//! A very small templating system.
//!
//! Literal template text is trusted. Every substituted value is escaped
//! unless it is already a [`SafeFragment`], so composed fragments can be
//! nested without being escaped twice.

use std::fmt;

/// Markup that must not be escaped again.
#[derive(Debug, Clone, Default, PartialEq, Eq)]
pub struct SafeFragment(String);

impl SafeFragment {
    pub fn as_str(&self) -> &str {
        &self.0
    }

    pub fn into_string(self) -> String {
        self.0
    }
}

impl fmt::Display for SafeFragment {
    fn fmt(&self, f: &mut fmt::Formatter<'_>) -> fmt::Result {
        f.write_str(&self.0)
    }
}

/// Mark text as safe for inclusion in HTML.
///
/// Only for output of a [`Sanitizer`](super::sanitize::Sanitizer). Never call
/// this on data taken straight from an upstream response.
pub fn mark_safe(text: impl Into<String>) -> SafeFragment {
    SafeFragment(text.into())
}

/// A substitution value.
///
/// `Empty` renders as nothing, which makes `Option<SafeFragment>` usable for
/// conditional sections. `List` is flattened with no separator.
#[derive(Debug, Clone, PartialEq, Eq)]
pub enum Value {
    Text(String),
    Safe(SafeFragment),
    List(Vec<Value>),
    Empty,
}

impl Value {
    fn flatten_into(self, out: &mut String) {
        match self {
            Value::Text(text) => escape_into(&text, out),
            Value::Safe(fragment) => out.push_str(fragment.as_str()),
            Value::List(values) => values.into_iter().for_each(|v| v.flatten_into(out)),
            Value::Empty => {}
        }
    }
}

impl From<&str> for Value {
    fn from(text: &str) -> Self {
        Value::Text(text.to_string())
    }
}

impl From<String> for Value {
    fn from(text: String) -> Self {
        Value::Text(text)
    }
}

impl From<&String> for Value {
    fn from(text: &String) -> Self {
        Value::Text(text.clone())
    }
}

impl From<SafeFragment> for Value {
    fn from(fragment: SafeFragment) -> Self {
        Value::Safe(fragment)
    }
}

impl<T: Into<Value>> From<Option<T>> for Value {
    fn from(value: Option<T>) -> Self {
        value.map_or(Value::Empty, Into::into)
    }
}

impl<T: Into<Value>> From<Vec<T>> for Value {
    fn from(values: Vec<T>) -> Self {
        Value::List(values.into_iter().map(Into::into).collect())
    }
}

/// Interleave literal parts with values: `parts[0] v[0] parts[1] v[1] ... parts[n]`.
///
/// Missing values render as empty, surplus values are dropped.
pub fn compose<S: AsRef<str>>(parts: &[S], values: Vec<Value>) -> SafeFragment {
    let mut out = String::new();
    let mut values = values.into_iter();
    for (i, part) in parts.iter().enumerate() {
        if i > 0 {
            values.next().unwrap_or(Value::Empty).flatten_into(&mut out);
        }
        out.push_str(part.as_ref());
    }
    SafeFragment(out)
}

/// Escape text for use in element content and quoted attributes.
pub fn escape(text: &str) -> String {
    let mut out = String::with_capacity(text.len());
    escape_into(text, &mut out);
    out
}

fn escape_into(text: &str, out: &mut String) {
    for c in text.chars() {
        match c {
            '&' => out.push_str("&amp;"),
            '<' => out.push_str("&lt;"),
            '>' => out.push_str("&gt;"),
            '"' => out.push_str("&quot;"),
            '\'' => out.push_str("&#039;"),
            c => out.push(c),
        }
    }
}

/// Compose a [`SafeFragment`] from a literal with `{}` holes.
///
/// ```
/// use toot_embed::html;
///
/// let link = html!(r#"<a href="{}">{}</a>"#, "/?a=1&b=2", "<me>");
/// assert_eq!(link.as_str(), r#"<a href="/?a=1&amp;b=2">&lt;me&gt;</a>"#);
/// ```
#[macro_export]
macro_rules! html {
    ($template:expr $(, $value:expr)* $(,)?) => {
        $crate::render::template::compose(
            &$template.split("{}").collect::<::std::vec::Vec<&str>>(),
            ::std::vec![$($crate::render::template::Value::from($value)),*],
        )
    };
}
:::::
## [Aim of the exercise]
Exactly reproduce the entries in their entirety.

## [Expected answer]
//! A very small templating system.
//!
//! Literal template text is trusted. Every substituted value is escaped
//! unless it is already a [`SafeFragment`], so composed fragments can be
//! nested without being escaped twice.

use std::fmt;

/// Markup that must not be escaped again.
#[derive(Debug, Clone, Default, PartialEq, Eq)]
pub struct SafeFragment(String);

impl SafeFragment {
    pub fn as_str(&self) -> &str {
        &self.0
    }

    pub fn into_string(self) -> String {
        self.0
    }
}

impl fmt::Display for SafeFragment {
    fn fmt(&self, f: &mut fmt::Formatter<'_>) -> fmt::Result {
        f.write_str(&self.0)
    }
}

/// Mark text as safe for inclusion in HTML.
///
/// Only for output of a [`Sanitizer`](super::sanitize::Sanitizer). Never call
/// this on data taken straight from an upstream response.
pub fn mark_safe(text: impl Into<String>) -> SafeFragment {
    SafeFragment(text.into())
}

/// A substitution value.
///
/// `Empty` renders as nothing, which makes `Option<SafeFragment>` usable for
/// conditional sections. `List` is flattened with no separator.
#[derive(Debug, Clone, PartialEq, Eq)]
pub enum Value {
    Text(String),
    Safe(SafeFragment),
    List(Vec<Value>),
    Empty,
}

impl Value {
    fn flatten_into(self, out: &mut String) {
        match self {
            Value::Text(text) => escape_into(&text, out),
            Value::Safe(fragment) => out.push_str(fragment.as_str()),
            Value::List(values) => values.into_iter().for_each(|v| v.flatten_into(out)),
            Value::Empty => {}
        }
    }
}

impl From<&str> for Value {
    fn from(text: &str) -> Self {
        Value::Text(text.to_string())
    }
}

impl From<String> for Value {
    fn from(text: String) -> Self {
        Value::Text(text)
    }
}

impl From<&String> for Value {
    fn from(text: &String) -> Self {
        Value::Text(text.clone())
    }
}

impl From<SafeFragment> for Value {
    fn from(fragment: SafeFragment) -> Self {
        Value::Safe(fragment)
    }
}

impl<T: Into<Value>> From<Option<T>> for Value {
    fn from(value: Option<T>) -> Self {
        value.map_or(Value::Empty, Into::into)
    }
}

impl<T: Into<Value>> From<Vec<T>> for Value {
    fn from(values: Vec<T>) -> Self {
        Value::List(values.into_iter().map(Into::into).collect())
    }
}

/// Interleave literal parts with values: `parts[0] v[0] parts[1] v[1] ... parts[n]`.
///
/// Missing values render as empty, surplus values are dropped.
pub fn compose<S: AsRef<str>>(parts: &[S], values: Vec<Value>) -> SafeFragment {
    let mut out = String::new();
    let mut values = values.into_iter();
    for (i, part) in parts.iter().enumerate() {
        if i > 0 {
            values.next().unwrap_or(Value::Empty).flatten_into(&mut out);
        }
        out.push_str(part.as_ref());
    }
    SafeFragment(out)
}

/// Escape text for use in element content and quoted attributes.
pub fn escape(text: &str) -> String {
    let mut out = String::with_capacity(text.len());
    escape_into(text, &mut out);
    out
}

fn escape_into(text: &str, out: &mut String) {
    for c in text.chars() {
        match c {
            '&' => out.push_str("&amp;"),
            '<' => out.push_str("&lt;"),
            '>' => out.push_str("&gt;"),
            '"' => out.push_str("&quot;"),
            '\'' => out.push_str("&#039;"),
            c => out.push(c),
        }
    }
}

/// Compose a [`SafeFragment`] from a literal with `{}` holes.
///
/// ```
/// use toot_embed::html;
///
/// let link = html!(r#"<a href="{}">{}</a>"#, "/?a=1&b=2", "<me>");
/// assert_eq!(link.as_str(), r#"<a href="/?a=1&amp;b=2">&lt;me&gt;</a>"#);
/// ```
#[macro_export]
macro_rules! html {
    ($template:expr $(, $value:expr)* $(,)?) => {
        $crate::render::template::compose(
            &$template.split("{}").collect::<::std::vec::Vec<&str>>(),
            ::std::vec![$($crate::render::template::Value::from($value)),*],
        )
    };
}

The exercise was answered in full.